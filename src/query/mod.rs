//! Query description and condition language
//!
//! A query names the fields to project, a condition tree, and a page
//! window. Condition trees keep entry order: an `or` group that matches
//! ends evaluation for the whole record, so what comes after it matters.
//!
//! # Condition keys
//!
//! - `field`: equality (a list value means "any of")
//! - `field OP`: comparison, OP one of `=`, `!=`, `<>`, `>`, `>=`, `<`, `<=`, `LIKE`
//! - `or`: nested group, alternatives
//! - `and`: nested group, conjunction

mod ast;
mod errors;
mod parser;

pub use ast::{CompareOp, Condition, ConditionTree, ConditionValue, QueryDescription};
pub use errors::{QueryError, QueryResult};
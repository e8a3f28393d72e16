//! Observability subsystem
//!
//! - Structured logging (JSON lines on stderr)
//! - Per-session scan counters
//! - Typed lifecycle events
//!
//! Observability is read-only: nothing here changes scan results.
//!
//! # Usage
//!
//! ```ignore
//! use csvquery::observability::{log_event_with_fields, Event};
//!
//! log_event_with_fields(Event::CursorOpen, &[("table", "users")]);
//! ```

mod events;
mod logger;
mod metrics;

pub use events::Event;
pub use logger::{Logger, Severity};
pub use metrics::{MetricsSnapshot, ScanMetrics};

/// Log a lifecycle event
pub fn log_event(event: Event) {
    log_event_with_fields(event, &[]);
}

/// Log a lifecycle event with fields
pub fn log_event_with_fields(event: Event, fields: &[(&str, &str)]) {
    let severity = if event.is_failure() {
        Severity::Error
    } else {
        Severity::Info
    };
    Logger::log(severity, event.as_str(), fields);
}

#[cfg(test)]
mod tests {
    use super::*;

    #[test]
    fn test_log_event() {
        // This just verifies no panic
        log_event(Event::SessionOpen);
        log_event(Event::SessionClose);
    }

    #[test]
    fn test_log_event_with_fields() {
        log_event_with_fields(Event::ConfigLoaded, &[("path", "/tmp/test")]);
    }
}
//! Result types for scans

use serde_json::{json, Value};

use super::record::LogicalRecord;

/// What a scan hands back to the caller
#[derive(Debug, Clone, PartialEq)]
pub enum ScanOutcome {
    /// Records of the requested page, in file order
    Records(Vec<LogicalRecord>),
    /// Number of records collected for the requested page.
    ///
    /// This is the size of the page, not the number of matches in the file.
    Count(usize),
}

impl ScanOutcome {
    /// Returns the records, or `None` in count mode
    pub fn records(&self) -> Option<&[LogicalRecord]> {
        match self {
            ScanOutcome::Records(records) => Some(records),
            ScanOutcome::Count(_) => None,
        }
    }

    /// Consumes the outcome and returns the records (empty in count mode)
    pub fn into_records(self) -> Vec<LogicalRecord> {
        match self {
            ScanOutcome::Records(records) => records,
            ScanOutcome::Count(_) => Vec::new(),
        }
    }

    /// Number of rows on the page in either mode
    pub fn count(&self) -> usize {
        match self {
            ScanOutcome::Records(records) => records.len(),
            ScanOutcome::Count(n) => *n,
        }
    }

    /// JSON shape returned to clients: an array of records or `{"count": n}`
    pub fn to_json(&self) -> Value {
        match self {
            ScanOutcome::Records(records) => json!(records),
            ScanOutcome::Count(n) => json!({ "count": n }),
        }
    }
}

/// Counters gathered during one scan
#[derive(Debug, Clone, Copy, Default, PartialEq, Eq)]
pub struct ScanStats {
    /// Physical records read, header included
    pub lines_read: u64,
    /// Rows dropped for having fewer cells than the schema width
    pub malformed: u64,
    /// Rows accepted by the condition tree
    pub matched: u64,
    /// Rows placed in the result
    pub returned: u64,
    /// Whether the scan stopped because the page was full
    pub stopped_at_limit: bool,
}

/// Result of a scan together with its stats
#[derive(Debug, Clone)]
pub struct ScanOutput {
    pub outcome: ScanOutcome,
    pub stats: ScanStats,
}

#[cfg(test)]
mod tests {
    use super::*;

    #[test]
    fn test_count_outcome_json() {
        let outcome = ScanOutcome::Count(3);
        assert_eq!(outcome.to_json(), json!({"count": 3}));
        assert_eq!(outcome.count(), 3);
        assert!(outcome.records().is_none());
        assert!(outcome.into_records().is_empty());
    }

    #[test]
    fn test_records_outcome_json() {
        let mut record = LogicalRecord::new(1);
        record.insert("name", "Ann".to_string());
        let outcome = ScanOutcome::Records(vec![record]);

        assert_eq!(outcome.to_json(), json!([{"id": 1, "name": "Ann"}]));
        assert_eq!(outcome.count(), 1);
    }
}
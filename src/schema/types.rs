//! Field schema type

use serde::{Deserialize, Serialize};

use super::errors::{SchemaError, SchemaResult};

/// Strips every leading and trailing `"` or `'` from a cell or field name.
///
/// This is not CSV unescaping: inner quotes are left untouched.
pub fn trim_quotes(s: &str) -> &str {
    s.trim_matches(|c| c == '"' || c == '\'')
}

/// Ordered field names of a delimited table.
///
/// A name may appear more than once; decoded records then coalesce the
/// matching cells into a multi-value field.
#[derive(Debug, Clone, PartialEq, Eq, Serialize, Deserialize)]
#[serde(try_from = "Vec<String>", into = "Vec<String>")]
pub struct FieldSchema {
    fields: Vec<String>,
}

impl FieldSchema {
    /// Builds a schema from field names, trimming surrounding quotes.
    pub fn new<I, S>(names: I) -> SchemaResult<Self>
    where
        I: IntoIterator<Item = S>,
        S: AsRef<str>,
    {
        let mut fields = Vec::new();
        for (position, name) in names.into_iter().enumerate() {
            let trimmed = trim_quotes(name.as_ref());
            if trimmed.is_empty() {
                return Err(SchemaError::BlankField(position));
            }
            fields.push(trimmed.to_string());
        }

        if fields.is_empty() {
            return Err(SchemaError::Empty);
        }

        Ok(Self { fields })
    }

    /// Number of cells a row needs to be decoded
    pub fn width(&self) -> usize {
        self.fields.len()
    }

    /// Field names in declaration order
    pub fn names(&self) -> &[String] {
        &self.fields
    }

    /// Field name at a schema position
    pub fn name(&self, position: usize) -> Option<&str> {
        self.fields.get(position).map(String::as_str)
    }

    /// Schema positions whose field name is in `requested`.
    ///
    /// Positions come back in schema order, not in the order of `requested`.
    /// Requested names that the schema does not declare are ignored.
    pub fn positions_of(&self, requested: &[String]) -> Vec<usize> {
        self.fields
            .iter()
            .enumerate()
            .filter(|(_, name)| requested.iter().any(|r| r == *name))
            .map(|(position, _)| position)
            .collect()
    }
}

impl TryFrom<Vec<String>> for FieldSchema {
    type Error = SchemaError;

    fn try_from(names: Vec<String>) -> SchemaResult<Self> {
        Self::new(names)
    }
}

impl From<FieldSchema> for Vec<String> {
    fn from(schema: FieldSchema) -> Self {
        schema.fields
    }
}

• **What you are asked to do**
From the records above, please extract every line and repeat it exactly.

• **Exercise result**
filename src/query/mod.rs
//! Query description and condition language
//!
//! A query names the fields to project, a condition tree, and a page
//! window. Condition trees keep entry order: an `or` group that matches
//! ends evaluation for the whole record, so what comes after it matters.
//!
//! # Condition keys
//!
//! - `field`: equality (a list value means "any of")
//! - `field OP`: comparison, OP one of `=`, `!=`, `<>`, `>`, `>=`, `<`, `<=`, `LIKE`
//! - `or`: nested group, alternatives
//! - `and`: nested group, conjunction

mod ast;
mod errors;
mod parser;

pub use ast::{CompareOp, Condition, ConditionTree, ConditionValue, QueryDescription};
pub use errors::{QueryError, QueryResult};
repository e8a3f28393d72e16
//! Observability subsystem
//!
//! - Structured logging (JSON lines on stderr)
//! - Per-session scan counters
//! - Typed lifecycle events
//!
//! Observability is read-only: nothing here changes scan results.
//!
//! # Usage
//!
//! ```ignore
//! use csvquery::observability::{log_event_with_fields, Event};
//!
//! log_event_with_fields(Event::CursorOpen, &[("table", "users")]);
//! ```

mod events;
mod logger;
mod metrics;

pub use events::Event;
pub use logger::{Logger, Severity};
pub use metrics::{MetricsSnapshot, ScanMetrics};

/// Log a lifecycle event
pub fn log_event(event: Event) {
    log_event_with_fields(event, &[]);
}

/// Log a lifecycle event with fields
pub fn log_event_with_fields(event: Event, fields: &[(&str, &str)]) {
    let severity = if event.is_failure() {
        Severity::Error
    } else {
        Severity::Info
    };
    Logger::log(severity, event.as_str(), fields);
}

#[cfg(test)]
mod tests {
    use super::*;

    #[test]
    fn test_log_event() {
        // This just verifies no panic
        log_event(Event::SessionOpen);
        log_event(Event::SessionClose);
    }

    #[test]
    fn test_log_event_with_fields() {
        log_event_with_fields(Event::ConfigLoaded, &[("path", "/tmp/test")]);
    }
}
//! Result types for scans

use serde_json::{json, Value};

use super::record::LogicalRecord;

/// What a scan hands back to the caller
#[derive(Debug, Clone, PartialEq)]
pub enum ScanOutcome {
    /// Records of the requested page, in file order
    Records(Vec<LogicalRecord>),
    /// Number of records collected for the requested page.
    ///
    /// This is the size of the page, not the number of matches in the file.
    Count(usize),
}

impl ScanOutcome {
    /// Returns the records, or `None` in count mode
    pub fn records(&self) -> Option<&[LogicalRecord]> {
        match self {
            ScanOutcome::Records(records) => Some(records),
            ScanOutcome::Count(_) => None,
        }
    }

    /// Consumes the outcome and returns the records (empty in count mode)
    pub fn into_records(self) -> Vec<LogicalRecord> {
        match self {
            ScanOutcome::Records(records) => records,
            ScanOutcome::Count(_) => Vec::new(),
        }
    }

    /// Number of rows on the page in either mode
    pub fn count(&self) -> usize {
        match self {
            ScanOutcome::Records(records) => records.len(),
            ScanOutcome::Count(n) => *n,
        }
    }

    /// JSON shape returned to clients: an array of records or `{"count": n}`
    pub fn to_json(&self) -> Value {
        match self {
            ScanOutcome::Records(records) => json!(records),
            ScanOutcome::Count(n) => json!({ "count": n }),
        }
    }
}

/// Counters gathered during one scan
#[derive(Debug, Clone, Copy, Default, PartialEq, Eq)]
pub struct ScanStats {
    /// Physical records read, header included
    pub lines_read: u64,
    /// Rows dropped for having fewer cells than the schema width
    pub malformed: u64,
    /// Rows accepted by the condition tree
    pub matched: u64,
    /// Rows placed in the result
    pub returned: u64,
    /// Whether the scan stopped because the page was full
    pub stopped_at_limit: bool,
}

/// Result of a scan together with its stats
#[derive(Debug, Clone)]
pub struct ScanOutput {
    pub outcome: ScanOutcome,
    pub stats: ScanStats,
}

#[cfg(test)]
mod tests {
    use super::*;

    #[test]
    fn test_count_outcome_json() {
        let outcome = ScanOutcome::Count(3);
        assert_eq!(outcome.to_json(), json!({"count": 3}));
        assert_eq!(outcome.count(), 3);
        assert!(outcome.records().is_none());
        assert!(outcome.into_records().is_empty());
    }

    #[test]
    fn test_records_outcome_json() {
        let mut record = LogicalRecord::new(1);
        record.insert("name", "Ann".to_string());
        let outcome = ScanOutcome::Records(vec![record]);

        assert_eq!(outcome.to_json(), json!([{"id": 1, "name": "Ann"}]));
        assert_eq!(outcome.count(), 1);
    }
}
filename src/schema/types.rs
//! Field schema type

use serde::{Deserialize, Serialize};

use super::errors::{SchemaError, SchemaResult};

/// Strips every leading and trailing `"` or `'` from a cell or field name.
///
/// This is not CSV unescaping: inner quotes are left untouched.
pub fn trim_quotes(s: &str) -> &str {
    s.trim_matches(|c| c == '"' || c == '\'')
}

/// Ordered field names of a delimited table.
///
/// A name may appear more than once; decoded records then coalesce the
/// matching cells into a multi-value field.
#[derive(Debug, Clone, PartialEq, Eq, Serialize, Deserialize)]
#[serde(try_from = "Vec<String>", into = "Vec<String>")]
pub struct FieldSchema {
    fields: Vec<String>,
}

impl FieldSchema {
    /// Builds a schema from field names, trimming surrounding quotes.
    pub fn new<I, S>(names: I) -> SchemaResult<Self>
    where
        I: IntoIterator<Item = S>,
        S: AsRef<str>,
    {
        let mut fields = Vec::new();
        for (position, name) in names.into_iter().enumerate() {
            let trimmed = trim_quotes(name.as_ref());
            if trimmed.is_empty() {
                return Err(SchemaError::BlankField(position));
            }
            fields.push(trimmed.to_string());
        }

        if fields.is_empty() {
            return Err(SchemaError::Empty);
        }

        Ok(Self { fields })
    }

    /// Number of cells a row needs to be decoded
    pub fn width(&self) -> usize {
        self.fields.len()
    }

    /// Field names in declaration order
    pub fn names(&self) -> &[String] {
        &self.fields
    }

    /// Field name at a schema position
    pub fn name(&self, position: usize) -> Option<&str> {
        self.fields.get(position).map(String::as_str)
    }

    /// Schema positions whose field name is in `requested`.
    ///
    /// Positions come back in schema order, not in the order of `requested`.
    /// Requested names that the schema does not declare are ignored.
    pub fn positions_of(&self, requested: &[String]) -> Vec<usize> {
        self.fields
            .iter()
            .enumerate()
            .filter(|(_, name)| requested.iter().any(|r| r == *name))
            .map(|(position, _)| position)
            .collect()
    }
}

impl TryFrom<Vec<String>> for FieldSchema {
    type Error = SchemaError;

    fn try_from(names: Vec<String>) -> SchemaResult<Self> {
        Self::new(names)
    }
}

impl From<FieldSchema> for Vec<String> {
    fn from(schema: FieldSchema) -> Self {
        schema.fields
    }
}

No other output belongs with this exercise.